Today I received a photo and post from a Dr friend of mine, who pointed out the most wild case of MAiD overreach I’ve seen in a while, and to be frank there has been several a day. This was what was stated “a Canadian citizen, injured in a workplace accident, was denied the surgery he needs and instead he was offered assisted dying (MAiD) by a healthcare practitioner and the system”.

When contacted by Alex Schadenberg, the Executive Director of the Euthanasia Prevention Coalition he stated:

“She (the doctor) didn’t push suicide on me. To clarify, I’ve been begging for surgery and they have denied me. If I ask for assisted suicide they have everything ready to go. That’s the point I’m trying to get across. I asked for these forms out of anger and got them immediately.”

Canada’s healthcare system is supposed to embody compassion, empathy, and healing—but right now, it’s failing us in spectacular fashion. Let’s put yourself in this man’s shoes, picture yourself injured in a workplace accident, in pain, terrified, and desperately needing surgery, already knowing the system was broken but hopeful that at least you could see a Dr in the next 18-24 months. A bleak reality every tax paying Canadian is currently facing now in Canada. You reach out for help, trusting that your healthcare system will take care of you, only to be faced with an unthinkable offer: assisted death (MAID). That’s not healthcare—it’s a horror story. Sadly, this nightmare isn’t hypothetical; it’s a grim reality that’s unfolding right here in Canada and has been for years. Sadly, mainstream media will never expose or challenge the disturbing expansion of this program and its underlying purpose: removing anyone considered a burden—injured workers, individuals battling mental illness, suffering children, the elderly, Indigenous communities, the homeless, and even our VETERANS.

This tragedy isn’t just a one-off mistake; it highlights an alarming trend and reveals how severely our healthcare system has deteriorated. When bureaucratic cost-cutting measures, red tape, and institutional indifference become more important than saving human lives, we have truly lost our way, and I am aware that I’m not saying anything new here other than pointing out the very obvious. But MAID was sold to the public as a lie, it was supposed to be a compassionate choice available to people facing unbearable, incurable suffering—never a convenient alternative to providing actual medical care. Yet, it is now dangerously obvious that it has become a shortcut for a strained healthcare system drowning under financial and staffing pressures.

We must face some tough questions: How did things go this wrong? How have we allowed a healthcare system, designed to heal and comfort, to instead propose death as a viable option? This isn’t simply a flawed policy—it’s a moral disaster, a profound ethical collapse of epic proportions that should deeply shame us all.

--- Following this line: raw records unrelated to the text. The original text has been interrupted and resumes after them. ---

//! This module collects data structures and operations for tables.

pub mod operations;
pub mod table;
//! This module contains readers that build [tables][crate::tabular::table::Table] from text input.

pub mod dsv;
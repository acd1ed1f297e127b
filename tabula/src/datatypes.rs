//! This module collects the datatypes that can be stored in tables.

/// Module for defining [Double]
pub mod double;
pub use double::Double;
/// Module for defining [Value] and [ValueType]
pub mod value;
pub use value::{Value, ValueType};
/// Module for defining [Factor]
pub mod factor;
pub use factor::Factor;
/// Module for defining [ColumnData]
pub mod column_data;
pub use column_data::ColumnData;
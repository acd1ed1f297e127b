//! This module defines [Factor], a vector of categorical values.

use std::collections::HashMap;

use itertools::Itertools;

use crate::error::Error;

/// A vector over a fixed set of categories.
///
/// Each entry is stored as an index (code) into the list of levels.
/// Subsetting a factor never removes levels, even if they are no longer used.
#[derive(Clone, Debug, PartialEq, Eq)]
pub struct Factor {
    levels: Vec<String>,
    codes: Vec<usize>,
}

impl Factor {
    /// Create a [Factor] whose levels are the sorted distinct `values`.
    pub fn new<S: AsRef<str>>(values: &[S]) -> Self {
        let levels = values
            .iter()
            .map(|value| value.as_ref().to_string())
            .sorted()
            .dedup()
            .collect::<Vec<_>>();

        Self::with_levels(values, levels).expect("levels are derived from the values")
    }

    /// Create a [Factor] over the given `levels`, in the given order.
    ///
    /// # Errors
    /// Returns [`Error::InvalidArgument`] if a level is repeated and
    /// [`Error::UnknownFactorLevel`] if a value is not one of the `levels`.
    pub fn with_levels<S: AsRef<str>>(values: &[S], levels: Vec<String>) -> Result<Self, Error> {
        let mut lookup = HashMap::with_capacity(levels.len());
        for (code, level) in levels.iter().enumerate() {
            if lookup.insert(level.as_str(), code).is_some() {
                return Err(Error::invalid_argument(format!(
                    "factor level \"{level}\" is given more than once"
                )));
            }
        }

        let codes = values
            .iter()
            .map(|value| {
                lookup
                    .get(value.as_ref())
                    .copied()
                    .ok_or_else(|| Error::UnknownFactorLevel(value.as_ref().to_string()))
            })
            .collect::<Result<Vec<_>, _>>()?;

        Ok(Self { levels, codes })
    }

    /// Returns the levels of this factor.
    pub fn levels(&self) -> &[String] {
        &self.levels
    }

    /// Returns the level index of each entry.
    pub fn codes(&self) -> &[usize] {
        &self.codes
    }

    /// Number of entries
    pub fn len(&self) -> usize {
        self.codes.len()
    }

    /// Returns whether the factor has no entries.
    pub fn is_empty(&self) -> bool {
        self.codes.is_empty()
    }

    /// Returns the level of the entry at `index`.
    pub fn get(&self, index: usize) -> Option<&str> {
        self.codes
            .get(index)
            .map(|&code| self.levels[code].as_str())
    }

    /// Number of entries per level, in level order. Unused levels count zero.
    pub fn counts(&self) -> Vec<(&str, usize)> {
        let mut counts = vec![0usize; self.levels.len()];
        for &code in &self.codes {
            counts[code] += 1;
        }

        self.levels
            .iter()
            .map(String::as_str)
            .zip(counts)
            .collect()
    }

    /// Returns a new factor with the entries at `indices`, keeping all levels.
    ///
    /// # Errors
    /// Returns [`Error::IndexOutOfBounds`] for an index beyond the end of the factor.
    pub fn take(&self, indices: &[usize]) -> Result<Self, Error> {
        let codes = indices
            .iter()
            .map(|&index| {
                self.codes.get(index).copied().ok_or(Error::IndexOutOfBounds {
                    index,
                    len: self.codes.len(),
                })
            })
            .collect::<Result<Vec<_>, _>>()?;

        Ok(Self {
            levels: self.levels.clone(),
            codes,
        })
    }
}

#[cfg(test)]
mod test {
    use super::*;
    use test_log::test;

    #[test]
    fn levels_are_sorted_and_distinct() {
        let factor = Factor::new(&["m", "f", "m", "m"]);

        assert_eq!(factor.levels(), ["f", "m"]);
        assert_eq!(factor.codes(), [1, 0, 1, 1]);
        assert_eq!(factor.get(1), Some("f"));
        assert_eq!(factor.get(4), None);
    }

    #[test]
    fn explicit_levels_keep_unused_categories() {
        let factor = Factor::with_levels(&["m", "m"], vec!["m".to_string(), "f".to_string()])
            .expect("all values are levels");

        assert_eq!(factor.counts(), vec![("m", 2), ("f", 0)]);
    }

    #[test]
    fn unknown_and_repeated_levels_are_rejected() {
        let unknown = Factor::with_levels(&["x"], vec!["a".to_string()]);
        assert!(matches!(unknown, Err(Error::UnknownFactorLevel(value)) if value == "x"));

        let repeated = Factor::with_levels(&["a"], vec!["a".to_string(), "a".to_string()]);
        assert!(matches!(repeated, Err(Error::InvalidArgument(_))));
    }

    #[test]
    fn take_preserves_levels() {
        let factor = Factor::new(&["a", "b", "c"]);
        let subset = factor.take(&[2, 2]).expect("indices are in range");

        assert_eq!(subset.levels(), ["a", "b", "c"]);
        assert_eq!(subset.get(0), Some("c"));
        assert_eq!(subset.counts(), vec![("a", 0), ("b", 0), ("c", 2)]);
        assert!(factor.take(&[3]).is_err());
    }
}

Canadians deserve much better than this. We deserve transparency, honesty, and full accountability from those who manage and deliver our healthcare. Immediate reforms are not just necessary—they’re absolutely critical. Our “leaders” and I use this term incredibly lose, policymakers, and healthcare providers must stand up and address this constant need to use death as the solution to all things and fix the systemic failures that have allowed something so horrific to occur.

The lives, dignity, and humanity of injured and suffering Canadians hang in the balance. We have a duty—a sacred obligation—to protect and fight for them. Offering death instead of proper medical care isn’t just unacceptable; it’s disgraceful and morally indefensible.

It’s high time we demand better, loudly and persistently, until meaningful changes are made.

No Canadian should ever be abandoned by the system mean’t to heal them.